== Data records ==
"""
//! Command-line envido scorer.
//!
//! Reads `rank suit rank suit rank suit` from stdin and prints the score.

use std::io::{self, Write};

use anyhow::Context;
use clap::Parser;
use envido::{Deck, Hand, ScoringOptions, TokenReader, read_hand};

#[derive(Debug, Parser)]
#[command(author, version, about, long_about = None)]
struct Args {
    /// Reject ranks 8 and 9, which the 40-card deck lacks.
    #[arg(long, conflicts_with = "deal")]
    spanish_deck: bool,
    /// Accept the same card more than once.
    #[arg(long, conflicts_with = "deal")]
    allow_duplicates: bool,
    /// Deal a hand from a deck shuffled with this seed instead of reading stdin.
    #[arg(long, value_name = "SEED")]
    deal: Option<u64>,
    /// Log the parsed hand and scoring pair.
    #[arg(short, long)]
    verbose: bool,
}

fn log_hand(hand: &Hand) {
    let [a, b, c] = hand.cards();
    log::debug!("hand: {a}, {b}, {c}");
    match hand.best_pair() {
        Some((high, low)) => log::debug!("scoring pair: {high} and {low}"),
        None => log::debug!("no shared suit, scoring highest card"),
    }
}

fn main() -> anyhow::Result<()> {
    let args = Args::parse();
    let log_level = if args.verbose {
        log::LevelFilter::Debug
    } else {
        log::LevelFilter::Warn
    };
    env_logger::builder()
        .format_module_path(false)
        .filter_level(log_level)
        .parse_default_env()
        .init();

    let options = ScoringOptions::default()
        .with_spanish_deck(args.spanish_deck)
        .with_allow_duplicates(args.allow_duplicates);

    let stdout = io::stdout();
    let mut out = stdout.lock();

    let hand = if let Some(seed) = args.deal {
        let hand = Deck::shuffled(seed)
            .deal_hand()
            .context("failed to deal a hand")?;
        log::info!("dealt hand with seed {seed}");
        let [a, b, c] = hand.cards();
        writeln!(out, "{a} {b} {c}")?;
        hand
    } else {
        let stdin = io::stdin();
        let mut reader = TokenReader::new(stdin.lock());
        read_hand(&mut reader, options).context("failed to read hand from stdin")?
    };

    log_hand(&hand);
    writeln!(out, "{}", hand.envido())?;
    out.flush().context("failed to flush stdout")?;
    Ok(())
}
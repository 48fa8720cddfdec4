//! Card types for the Spanish deck.

use core::fmt;
use core::str::FromStr;

use crate::error::CardError;

/// Card suit.
#[derive(Debug, Clone, Copy, PartialEq, Eq, Hash)]
pub enum Suit {
    /// Oros (coins).
    Oros,
    /// Copas (cups).
    Copas,
    /// Espadas (swords).
    Espadas,
    /// Bastos (clubs).
    Bastos,
}

impl Suit {
    /// All four suits in deck order.
    pub const ALL: [Self; 4] = [Self::Oros, Self::Copas, Self::Espadas, Self::Bastos];

    /// Returns the lowercase name of the suit.
    #[must_use]
    pub const fn name(self) -> &'static str {
        match self {
            Self::Oros => "oros",
            Self::Copas => "copas",
            Self::Espadas => "espadas",
            Self::Bastos => "bastos",
        }
    }
}

impl fmt::Display for Suit {
    fn fmt(&self, f: &mut fmt::Formatter<'_>) -> fmt::Result {
        f.write_str(self.name())
    }
}

impl FromStr for Suit {
    type Err = CardError;

    /// Parses a suit from its full name or its initial, ignoring ASCII case.
    fn from_str(s: &str) -> Result<Self, Self::Err> {
        Self::ALL
            .into_iter()
            .find(|suit| {
                let name = suit.name();
                s.eq_ignore_ascii_case(name) || s.eq_ignore_ascii_case(&name[..1])
            })
            .ok_or(CardError::InvalidSuit)
    }
}

/// Lowest valid rank.
pub const MIN_RANK: u8 = 1;

/// Highest valid rank.
pub const MAX_RANK: u8 = 12;

/// Highest rank that still counts as a number card for envido.
pub const MAX_NUMBER_RANK: u8 = 7;

/// A playing card.
#[derive(Debug, Clone, Copy, PartialEq, Eq, Hash)]
pub struct Card {
    /// The suit of the card.
    pub suit: Suit,
    /// The rank of the card (1 = As, 10 = Sota, 11 = Caballo, 12 = Rey).
    pub rank: u8,
}

impl Card {
    /// Creates a new card, rejecting ranks outside `1..=12`.
    ///
    /// # Errors
    ///
    /// Returns [`CardError::InvalidRank`] if the rank is out of range.
    pub const fn new(suit: Suit, rank: u8) -> Result<Self, CardError> {
        if rank < MIN_RANK || rank > MAX_RANK {
            return Err(CardError::InvalidRank(rank));
        }
        Ok(Self { suit, rank })
    }

    /// Creates a new card without validating the rank.
    ///
    /// Out-of-range ranks are scored as face cards (value 0).
    #[must_use]
    pub const fn new_unchecked(suit: Suit, rank: u8) -> Self {
        Self { suit, rank }
    }

    /// Returns whether the card scores nothing on its own.
    #[must_use]
    pub const fn is_face(&self) -> bool {
        crate::scoring::rank_value(self.rank) == 0
    }

    /// Returns the envido value of the card.
    #[must_use]
    pub const fn envido_value(&self) -> u8 {
        crate::scoring::rank_value(self.rank)
    }
}

impl fmt::Display for Card {
    fn fmt(&self, f: &mut fmt::Formatter<'_>) -> fmt::Result {
        write!(f, "{} {}", self.rank, self.suit)
    }
}
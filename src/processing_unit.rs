use crate::{
    control::{ControlTarget, ControlValue},
    topo::{ProcessingUnitControls, ProcessingUnitDesc, ProcessingUnitId},
    Result, UvcDevice,
};

/// Grants access to a processing unit.
pub struct ProcessingUnit<'a> {
    device: &'a UvcDevice,
    desc: &'a ProcessingUnitDesc,
}

impl<'a> ProcessingUnit<'a> {
    pub(crate) fn new(device: &'a UvcDevice, desc: &'a ProcessingUnitDesc) -> Self {
        Self { device, desc }
    }

    pub fn id(&self) -> ProcessingUnitId {
        self.desc.id()
    }

    pub fn is_supported<C: ProcessingUnitControl>(&self) -> bool {
        self.desc.controls().contains(C::FLAG)
    }

    control_accessors!(ProcessingUnitControl);

    pub fn set_control<C: ProcessingUnitControl>(&mut self, value: C::Value) -> Result<()> {
        if !self.is_supported::<C>() {
            log::debug!(
                "processing unit {:?} does not advertise {:?}, sending anyway",
                self.id(),
                C::ID
            );
        }
        log::trace!("SET_CUR({:?}) on processing unit {:?}", C::ID, self.id());
        self.target().write(C::ID as u8, &value)
    }

    fn target(&self) -> ControlTarget<'_> {
        ControlTarget::entity(self.device, self.desc.id().as_raw())
    }
}

/// Processing unit control selectors.
#[derive(Debug, Clone, Copy)]
#[non_exhaustive]
pub enum ControlId {
    BacklightCompensation = 0x01,
    Brightness = 0x02,
    Contrast = 0x03,
    Gain = 0x04,
    PowerLineFrequency = 0x05,
    Hue = 0x06,
    Saturation = 0x07,
    Sharpness = 0x08,
    Gamma = 0x09,
    WhiteBalanceTemperature = 0x0A,
    WhiteBalanceTemperatureAuto = 0x0B,
}

pub trait ProcessingUnitControl {
    type Value: ControlValue;
    const ID: ControlId;
    const FLAG: ProcessingUnitControls;
}

macro_rules! pu_control {
    ($(#[$attr:meta])* $name:ident: $value:ty => $flag:ident) => {
        $(#[$attr])*
        pub struct $name;
        impl ProcessingUnitControl for $name {
            type Value = $value;
            const ID: ControlId = ControlId::$name;
            const FLAG: ProcessingUnitControls = ProcessingUnitControls::$flag;
        }
    };
}

pu_control!(BacklightCompensation: u16 => BACKLIGHT_COMPENSATION);
pu_control!(
    /// Signed brightness offset; the range is device specific.
    Brightness: i16 => BRIGHTNESS
);
pu_control!(Contrast: u16 => CONTRAST);
pu_control!(Gain: u16 => GAIN);
pu_control!(PowerLineFrequency: crate::control::PowerLineFrequency => POWER_LINE_FREQUENCY);
pu_control!(Hue: i16 => HUE);
pu_control!(Saturation: u16 => SATURATION);
pu_control!(Sharpness: u16 => SHARPNESS);
pu_control!(Gamma: u16 => GAMMA);
pu_control!(
    /// White balance color temperature in Kelvin.
    WhiteBalanceTemperature: u16 => WHITE_BALANCE_TEMPERATURE
);
pu_control!(
    /// Automatic white balance temperature adjustment.
    WhiteBalanceTemperatureAuto: bool => WHITE_BALANCE_TEMPERATURE_AUTO
);
/// Parses the class-specific descriptors of a Video Streaming interface.
pub(crate) fn parse_streaming_interface(
    interface_number: u8,
    extra: &[u8],
) -> Result<StreamingInterfaceDesc> {
    let mut parser = StreamingDescParser::default();

    for (ty, data) in split_descriptors(extra) {
        if ty == VIDEO_INTERFACE_DESC_TYPE && data.len() > 2 {
            parse_padded(&data[2..], |raw| parser.parse_descriptor(raw))
                .map_err(invalid_descriptor)?;
        } else {
            log::debug!("skipping descriptor of type {}", ty);
        }
    }

    let header = match parser.header {
        Some(header) => header,
        None => {
            return err(
                ErrorKind::InvalidDevice(format!(
                    "missing header in Video Streaming interface {}",
                    interface_number
                )),
                Action::AccessingDeviceDescriptor,
            )
        }
    };

    if header.num_formats as usize != parser.formats.len() {
        log::warn!(
            "streaming interface {} announces {} formats, found {}",
            interface_number,
            header.num_formats,
            parser.formats.len()
        );
    }

    Ok(StreamingInterfaceDesc {
        id: StreamingInterfaceId(interface_number),
        direction: header.direction,
        endpoint_address: header.endpoint_address,
        terminal_link: header.terminal_link,
        formats: parser.formats,
    })
}

struct StreamingHeader {
    direction: StreamDirection,
    num_formats: u8,
    endpoint_address: u8,
    terminal_link: u8,
}

#[derive(Default)]
struct StreamingDescParser {
    header: Option<StreamingHeader>,
    formats: Vec<FormatDesc>,
}

impl StreamingDescParser {
    fn parse_descriptor(&mut self, mut raw: &[u8]) -> io::Result<()> {
        let subtype = raw.read_u8()?;
        match subtype {
            STREAM_DESC_SUBTYPE_INPUT_HEADER | STREAM_DESC_SUBTYPE_OUTPUT_HEADER => {
                if self.header.is_some() {
                    return io_err_res("duplicate Video Streaming header descriptor");
                }

                let num_formats = raw.read_u8()?;
                let _total_length = raw.read_u16::<LE>()?;
                let endpoint_address = raw.read_u8()?;
                let direction = if subtype == STREAM_DESC_SUBTYPE_INPUT_HEADER {
                    let _info = raw.read_u8()?;
                    StreamDirection::Input
                } else {
                    StreamDirection::Output
                };
                let terminal_link = raw.read_nonzero_id("bTerminalLink")?.get();

                self.header = Some(StreamingHeader {
                    direction,
                    num_formats,
                    endpoint_address,
                    terminal_link,
                });
            }
            STREAM_DESC_SUBTYPE_FORMAT_UNCOMPRESSED | STREAM_DESC_SUBTYPE_FORMAT_FRAME_BASED => {
                let index = FormatIndex(raw.read_u8()?);
                let _num_frames = raw.read_u8()?;
                let guid = raw.read_guid()?;
                let bits_per_pixel = raw.read_u8()?;
                let default_frame_index = FrameIndex(raw.read_u8()?);
                let _aspect_x = raw.read_u8()?;
                let _aspect_y = raw.read_u8()?;
                let _interlace = raw.read_u8()?;
                let _copy_protect = raw.read_u8()?;

                let kind = if subtype == STREAM_DESC_SUBTYPE_FORMAT_UNCOMPRESSED {
                    FormatKind::Uncompressed { guid }
                } else {
                    FormatKind::FrameBased {
                        guid,
                        variable_size: raw.read_u8()? != 0,
                    }
                };

                self.formats.push(FormatDesc {
                    index,
                    kind,
                    frame_format: FrameFormat::from_guid(&guid),
                    bits_per_pixel,
                    default_frame_index,
                    frames: Vec::new(),
                });
            }
            STREAM_DESC_SUBTYPE_FORMAT_MJPEG => {
                let index = FormatIndex(raw.read_u8()?);
                let _num_frames = raw.read_u8()?;
                let _flags = raw.read_u8()?;
                let default_frame_index = FrameIndex(raw.read_u8()?);

                self.formats.push(FormatDesc {
                    index,
                    kind: FormatKind::Mjpeg,
                    frame_format: FrameFormat::Mjpeg,
                    bits_per_pixel: 0,
                    default_frame_index,
                    frames: Vec::new(),
                });
            }
            STREAM_DESC_SUBTYPE_FRAME_UNCOMPRESSED
            | STREAM_DESC_SUBTYPE_FRAME_MJPEG
            | STREAM_DESC_SUBTYPE_FRAME_FRAME_BASED => {
                let frame = parse_frame(subtype == STREAM_DESC_SUBTYPE_FRAME_FRAME_BASED, raw)?;
                match self.formats.last_mut() {
                    Some(format) => format.frames.push(frame),
                    None => return io_err_res("frame descriptor precedes any format descriptor"),
                }
            }
            _ => log::debug!("skipping Video Streaming descriptor subtype {}", subtype),
        }

        Ok(())
    }
}

fn parse_frame(frame_based: bool, mut raw: &[u8]) -> io::Result<FrameDesc> {
    let index = FrameIndex(raw.read_u8()?);
    let _capabilities = raw.read_u8()?;
    let width = raw.read_u16::<LE>()?;
    let height = raw.read_u16::<LE>()?;
    let _min_bit_rate = raw.read_u32::<LE>()?;
    let _max_bit_rate = raw.read_u32::<LE>()?;
    let max_video_frame_buffer_size = if frame_based {
        0
    } else {
        raw.read_u32::<LE>()?
    };
    let default_frame_interval = raw.read_time_100ns()?;
    let interval_type = raw.read_u8()?;
    if frame_based {
        let _bytes_per_line = raw.read_u32::<LE>()?;
    }

    let frame_intervals = match interval_type {
        0 => SupportedFrameIntervals::Continuous {
            min_frame_interval: raw.read_time_100ns()?,
            max_frame_interval: raw.read_time_100ns()?,
            frame_interval_step: raw.read_time_100ns()?,
        },
        n => SupportedFrameIntervals::Discrete {
            supported_frame_intervals: (0..n)
                .map(|_| raw.read_time_100ns())
                .collect::<io::Result<Vec<_>>>()?,
        },
    };

    Ok(FrameDesc {
        index,
        width,
        height,
        max_video_frame_buffer_size,
        default_frame_interval,
        frame_intervals,
    })
}
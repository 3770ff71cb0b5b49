mod cli;

use clap::Parser;

fn main() {
    env_logger::init();

    let prog = std::env::args().next().unwrap_or_else(|| "uvc-tune".into());
    let args = cli::Args::parse();
    std::process::exit(cli::run(&prog, &args));
}
use std::{
    fmt,
    io::{self, Read},
    num::NonZeroU8,
    time::Duration,
};

use byteorder::{ReadBytesExt, LE};
use uuid::Uuid;

/// Splits a blob of concatenated USB descriptors into `(bDescriptorType, descriptor)` pairs.
///
/// Each yielded descriptor still includes its `bLength` and `bDescriptorType` bytes.
pub(crate) fn split_descriptors(mut raw: &[u8]) -> impl Iterator<Item = (u8, &[u8])> {
    std::iter::from_fn(move || match raw {
        [0, ..] => {
            log::warn!("zero-length descriptor, ignoring {} trailing bytes", raw.len());
            None
        }
        [length, descriptor_type, ..] => {
            let length = *length as usize;
            if length > raw.len() {
                log::warn!(
                    "descriptor length {} exceeds available data ({} bytes)",
                    length,
                    raw.len()
                );
                return None;
            }
            let (desc_data, next) = raw.split_at(length);

            raw = next;

            Some((*descriptor_type, desc_data))
        }
        [] => None,
        _ => {
            log::warn!("invalid trailing descriptor bytes: {:x?}", raw);
            None
        }
    })
}

pub(crate) trait BytesExt {
    fn read_length_prefixed_bitmask(&mut self) -> io::Result<u32>;
    fn read_bitmask(&mut self, len: u8) -> io::Result<u32>;
    fn read_nonzero_id(&mut self, field: &str) -> io::Result<NonZeroU8>;
    fn read_guid(&mut self) -> io::Result<Uuid>;
    fn read_time_100ns(&mut self) -> io::Result<Duration>;
}

impl BytesExt for &'_ [u8] {
    fn read_length_prefixed_bitmask(&mut self) -> io::Result<u32> {
        let len = self.read_u8()?;
        self.read_bitmask(len)
    }

    fn read_bitmask(&mut self, len: u8) -> io::Result<u32> {
        let len = usize::from(len);
        if len > self.len() {
            return Err(io::ErrorKind::UnexpectedEof.into());
        }
        if len > 4 {
            log::warn!("bitmask length {}, discarding data past 32 bits", len);
        }

        let (bytes, rest) = self.split_at(len);
        *self = rest;

        let mut buf = [0u8; 4];
        buf.iter_mut()
            .zip(bytes)
            .for_each(|(dest, src)| *dest = *src);
        Ok(u32::from_le_bytes(buf))
    }

    fn read_nonzero_id(&mut self, field: &str) -> io::Result<NonZeroU8> {
        NonZeroU8::new(self.read_u8()?).ok_or_else(|| {
            io_err(format!(
                "{} is 0, only non-zero numbers are allowed",
                field
            ))
        })
    }

    fn read_guid(&mut self) -> io::Result<Uuid> {
        // The first three GUID groups are little-endian integers, the last 8 bytes are raw.
        let d1 = self.read_u32::<LE>()?;
        let d2 = self.read_u16::<LE>()?;
        let d3 = self.read_u16::<LE>()?;
        let mut d4 = [0; 8];
        self.read_exact(&mut d4)?;
        Uuid::from_fields(d1, d2, d3, &d4).map_err(|e| io_err(e.to_string()))
    }

    fn read_time_100ns(&mut self) -> io::Result<Duration> {
        let units = self.read_u32::<LE>()?;
        Ok(Duration::from_nanos(u64::from(units) * 100))
    }
}

pub(crate) fn io_err_res<T, M>(msg: M) -> io::Result<T>
where
    M: Into<Box<dyn std::error::Error + Send + Sync>>,
{
    Err(io_err(msg))
}

pub(crate) fn io_err<M>(msg: M) -> io::Error
where
    M: Into<Box<dyn std::error::Error + Send + Sync>>,
{
    io::Error::new(io::ErrorKind::Other, msg)
}

/// Converts a duration to the 100ns units used by UVC interval fields, saturating at `u32::MAX`.
pub(crate) fn duration_to_100ns(dur: Duration) -> u32 {
    let units = dur.as_nanos() / 100;
    if units > u128::from(u32::MAX) {
        u32::MAX
    } else {
        units as u32
    }
}

#[derive(Clone, Copy, PartialEq, Eq)]
pub struct BcdVersion(pub(crate) u16);

impl fmt::Display for BcdVersion {
    fn fmt(&self, f: &mut fmt::Formatter<'_>) -> fmt::Result {
        let maj = self.0 >> 8;
        let min = self.0 & 0xff;
        write!(f, "{:x}.{:02x}", maj, min)
    }
}

impl fmt::Debug for BcdVersion {
    fn fmt(&self, f: &mut fmt::Formatter<'_>) -> fmt::Result {
        fmt::Display::fmt(self, f)
    }
}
"""
Report how many lines in the data include the string "TokenReader", giving nothing but that number.

== Your response ==
2